Stored items:
* * * * * * *

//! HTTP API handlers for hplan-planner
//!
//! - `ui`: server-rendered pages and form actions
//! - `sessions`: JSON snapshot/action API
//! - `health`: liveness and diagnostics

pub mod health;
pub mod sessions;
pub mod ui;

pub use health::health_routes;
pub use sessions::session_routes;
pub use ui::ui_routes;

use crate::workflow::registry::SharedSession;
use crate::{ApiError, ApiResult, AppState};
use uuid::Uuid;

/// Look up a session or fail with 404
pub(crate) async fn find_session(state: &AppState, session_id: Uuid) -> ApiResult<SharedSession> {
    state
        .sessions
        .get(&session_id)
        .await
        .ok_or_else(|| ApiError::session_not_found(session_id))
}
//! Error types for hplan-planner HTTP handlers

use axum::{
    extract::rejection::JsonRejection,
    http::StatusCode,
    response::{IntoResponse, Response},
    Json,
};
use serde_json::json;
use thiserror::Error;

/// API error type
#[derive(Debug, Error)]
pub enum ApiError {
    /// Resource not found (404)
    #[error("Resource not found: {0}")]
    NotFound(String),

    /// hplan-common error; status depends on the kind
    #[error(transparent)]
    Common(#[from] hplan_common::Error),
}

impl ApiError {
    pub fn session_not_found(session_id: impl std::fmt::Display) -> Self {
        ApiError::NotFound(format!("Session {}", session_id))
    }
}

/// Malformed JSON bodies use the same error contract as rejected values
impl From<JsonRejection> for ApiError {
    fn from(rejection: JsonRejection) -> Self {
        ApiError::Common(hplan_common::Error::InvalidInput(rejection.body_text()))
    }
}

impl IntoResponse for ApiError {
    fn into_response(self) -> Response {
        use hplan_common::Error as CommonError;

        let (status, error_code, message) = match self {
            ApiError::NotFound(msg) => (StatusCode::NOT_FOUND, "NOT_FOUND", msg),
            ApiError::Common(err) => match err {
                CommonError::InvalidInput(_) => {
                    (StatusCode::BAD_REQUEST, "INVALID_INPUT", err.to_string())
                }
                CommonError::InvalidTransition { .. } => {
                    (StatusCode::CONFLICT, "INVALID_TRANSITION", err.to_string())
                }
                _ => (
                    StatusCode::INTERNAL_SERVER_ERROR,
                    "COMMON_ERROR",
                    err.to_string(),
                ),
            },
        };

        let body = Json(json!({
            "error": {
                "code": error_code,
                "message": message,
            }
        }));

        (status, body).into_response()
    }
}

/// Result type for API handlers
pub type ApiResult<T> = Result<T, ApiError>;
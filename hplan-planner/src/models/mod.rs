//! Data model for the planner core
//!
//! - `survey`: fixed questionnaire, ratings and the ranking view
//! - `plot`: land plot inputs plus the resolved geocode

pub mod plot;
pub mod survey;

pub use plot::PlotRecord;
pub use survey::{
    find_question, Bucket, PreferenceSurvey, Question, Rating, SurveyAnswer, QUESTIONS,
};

* * * * * * *

■ **Requirement**: Within the entries above, work out the number of lines that include the string "AppState" and give only that.

■ **Answer to this problem**: 2